After a year, 53 percent of the patients on the standard drug had died, needed a second new heart, or had episodes of rejection that impaired blood flow or needed extra treatment. That compared with 42 percent on the smaller dose of everolimus and 32 percent on the higher dose.
However, most of that difference was to due to episodes of rejection serious enough to require medicine. The differences in the number of deaths or the need for a new heart were not statistically significant.
``For some reason, it didn't translate into outcomes. Survival was no different,'' said Mehra, head of the heart transplantation program at Ochsner Medical Institutions in New Orleans.

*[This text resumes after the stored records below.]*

use crossterm::{
    event::{self, Event, KeyCode, KeyEvent, KeyEventKind, KeyModifiers},
    execute,
    terminal::{EnterAlternateScreen, LeaveAlternateScreen, disable_raw_mode, enable_raw_mode},
};
use image::RgbaImage;
use ratatui::{
    Terminal,
    backend::CrosstermBackend,
    buffer::Buffer,
    layout::Rect,
    style::{Color, Modifier, Style},
    widgets::Widget,
};
use std::collections::HashMap;
use std::io::{self, stdout};
use std::time::Duration;
use tracing::{info, warn};

/// Thumbnail edge length for the review view, in pixels
const THUMBNAIL_SIZE: u32 = 96;

/// Run the terminal photo booth until the user quits
///
/// Must be called inside a tokio runtime; deferred work of the model is
/// spawned on it.
pub fn run(model: AppModel) -> Result<(), Box<dyn std::error::Error>> {
    // Set up terminal
    enable_raw_mode()?;
    let mut stdout = stdout();
    execute!(stdout, EnterAlternateScreen)?;
    let backend = CrosstermBackend::new(stdout);
    let mut terminal = Terminal::new(backend)?;

    // Run the app
    let result = run_app(&mut terminal, model);

    // Restore terminal
    disable_raw_mode()?;
    execute!(terminal.backend_mut(), LeaveAlternateScreen)?;
    terminal.show_cursor()?;

    result
}

/// UI-only state that the model does not care about
struct Ui {
    /// Highlighted photo in the review view
    selected: usize,
    thumbnails: ThumbnailCache,
}

fn run_app(
    terminal: &mut Terminal<CrosstermBackend<io::Stdout>>,
    mut model: AppModel,
) -> Result<(), Box<dyn std::error::Error>> {
    let mut executor = Executor::new();
    let mut ui = Ui {
        selected: 0,
        thumbnails: ThumbnailCache::default(),
    };

    loop {
        // Drain camera frames and finished tasks
        model.pump_camera();
        while let Some(message) = executor.try_next() {
            executor.spawn(model.update(message));
        }

        ui.selected = ui.selected.min(model.session.len().saturating_sub(1));
        ui.thumbnails.sync(&model);

        // Draw
        terminal.draw(|f| {
            let area = f.area();
            let header_area = Rect {
                height: 1.min(area.height),
                ..area
            };
            let body_area = Rect {
                x: area.x,
                y: area.y + 1,
                width: area.width,
                height: area.height.saturating_sub(2),
            };
            let status_area = Rect {
                x: area.x,
                y: area.height.saturating_sub(1),
                width: area.width,
                height: 1,
            };

            f.render_widget(Header { model: &model }, header_area);
            match model.view() {
                View::Capture => f.render_widget(CaptureView { model: &model }, body_area),
                View::Review => f.render_widget(
                    ReviewView {
                        model: &model,
                        selected: ui.selected,
                        thumbnails: &ui.thumbnails,
                    },
                    body_area,
                ),
            }

            let message = status_message(&model);
            f.render_widget(StatusBar { message: &message }, status_area);
        })?;

        // Handle input with timeout for frame updates
        if event::poll(Duration::from_millis(16))?
            && let Event::Key(key) = event::read()?
            && key.kind == KeyEventKind::Press
        {
            // Ctrl+C or 'q' to quit
            if (key.code == KeyCode::Char('c') && key.modifiers.contains(KeyModifiers::CONTROL))
                || key.code == KeyCode::Char('q')
            {
                info!("Quit requested");
                break;
            }

            for message in key_messages(&model, &mut ui, key) {
                executor.spawn(model.update(message));
            }
        }
    }

    Ok(())
}

/// Translate a key press into messages for the current view
fn key_messages(model: &AppModel, ui: &mut Ui, key: KeyEvent) -> Vec<Message> {
    if key.code == KeyCode::Tab {
        let target = match model.view() {
            View::Capture => View::Review,
            View::Review => View::Capture,
        };
        return vec![Message::Navigate(target)];
    }

    match model.view() {
        View::Capture => match key.code {
            // Arrow keys follow the finger: moving it left shows the next filter
            KeyCode::Right | KeyCode::Char('l') => {
                vec![Message::SwipeFilter(SwipeDirection::Left)]
            }
            KeyCode::Left | KeyCode::Char('h') => {
                vec![Message::SwipeFilter(SwipeDirection::Right)]
            }
            KeyCode::Char(' ') | KeyCode::Enter => vec![Message::Capture],
            KeyCode::Char('t') => vec![Message::ToggleTimer],
            KeyCode::Char('f') => vec![Message::ToggleFlash],
            _ => Vec::new(),
        },
        View::Review => {
            let count = model.session.len();
            match key.code {
                KeyCode::Up | KeyCode::Char('k') => {
                    ui.selected = ui.selected.saturating_sub(1);
                    Vec::new()
                }
                KeyCode::Down | KeyCode::Char('j') => {
                    ui.selected = (ui.selected + 1).min(count.saturating_sub(1));
                    Vec::new()
                }
                KeyCode::Char('K') => move_selected(ui, count, -1),
                KeyCode::Char('J') => move_selected(ui, count, 1),
                KeyCode::Char('d') | KeyCode::Delete | KeyCode::Backspace => {
                    vec![Message::SwipeDelete { index: ui.selected }]
                }
                KeyCode::Char('s') => vec![Message::Export],
                KeyCode::Char('S') => vec![Message::Share],
                KeyCode::Char('n') => {
                    ui.selected = 0;
                    vec![Message::NewStrip]
                }
                _ => Vec::new(),
            }
        }
    }
}

/// Keyboard reorder, expressed as a drag just past the swap threshold
fn move_selected(ui: &mut Ui, count: usize, step: i32) -> Vec<Message> {
    let target = ui.selected as i64 + step as i64;
    if count < 2 || target < 0 || target >= count as i64 {
        return Vec::new();
    }
    let index = ui.selected;
    ui.selected = target as usize;
    vec![
        Message::DragStart { index, y: 0.0 },
        Message::DragMove {
            y: step as f32 * (SWAP_THRESHOLD + 1.0),
        },
        Message::DragEnd,
    ]
}

fn status_message(model: &AppModel) -> String {
    if let Some(message) = &model.status_message {
        return message.clone();
    }
    match model.view() {
        View::Capture => {
            let timer = if model.session.timer_enabled() {
                "on"
            } else {
                "off"
            };
            let flash = if model.session.flash_enabled() {
                "on"
            } else {
                "off"
            };
            format!(
                "←/→ filter | space capture | 't' timer [{}] | 'f' flash [{}] | tab strip | 'q' quit",
                timer, flash
            )
        }
        View::Review => "↑/↓ select | J/K move | 'd' delete | 's' save | 'S' share | 'n' new strip | tab camera | 'q' quit".to_string(),
    }
}

/// Decoded thumbnails keyed by photo
///
/// Photos are immutable, so each one is decoded exactly once.
#[derive(Default)]
struct ThumbnailCache {
    entries: HashMap<PhotoId, RgbaImage>,
}

impl ThumbnailCache {
    fn sync(&mut self, model: &AppModel) {
        let photos = model.session.photos();
        self.entries
            .retain(|id, _| photos.iter().any(|photo| photo.id == *id));

        for photo in photos {
            if self.entries.contains_key(&photo.id) {
                continue;
            }
            match photo.image.decode() {
                Ok(image) => {
                    let thumbnail = image::imageops::thumbnail(&image, THUMBNAIL_SIZE, THUMBNAIL_SIZE);
                    self.entries.insert(photo.id, thumbnail);
                }
                Err(e) => {
                    warn!(id = %photo.id, error = %e, "Failed to decode thumbnail");
                    self.entries
                        .insert(photo.id, RgbaImage::new(1, 1));
                }
            }
        }
    }

    fn get(&self, id: PhotoId) -> Option<&RgbaImage> {
        self.entries.get(&id)
    }
}

/// Title line with progress and view tabs
struct Header<'a> {
    model: &'a AppModel,
}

``I think we are all elated that we have something akin to a breakthrough,'' said Yancy, an associate professor and associate dean of clinical affairs at UT Southwestern Medical School and its hospital.
He cautioned that longer follow-up will be needed. Most heart transplant patients show signs of transplant disease within five years.
He also noted that patients on everolimus had slightly more kidney problems and slightly higher cholesterol levels, both of which are danger signs for transplant disease.
The leading causes of death among patients who live at least five years after a heart transplant are chronic rejection disease and cancer, Yancy said. Doctors think the immunosuppressive drugs may be a cause of the high cancer rate.
If the new drug does work long-term and does not raise the risk of cancer, ``we're making the argument for transplantation as a matter of everyday medicine much more compelling,'' Yancy said.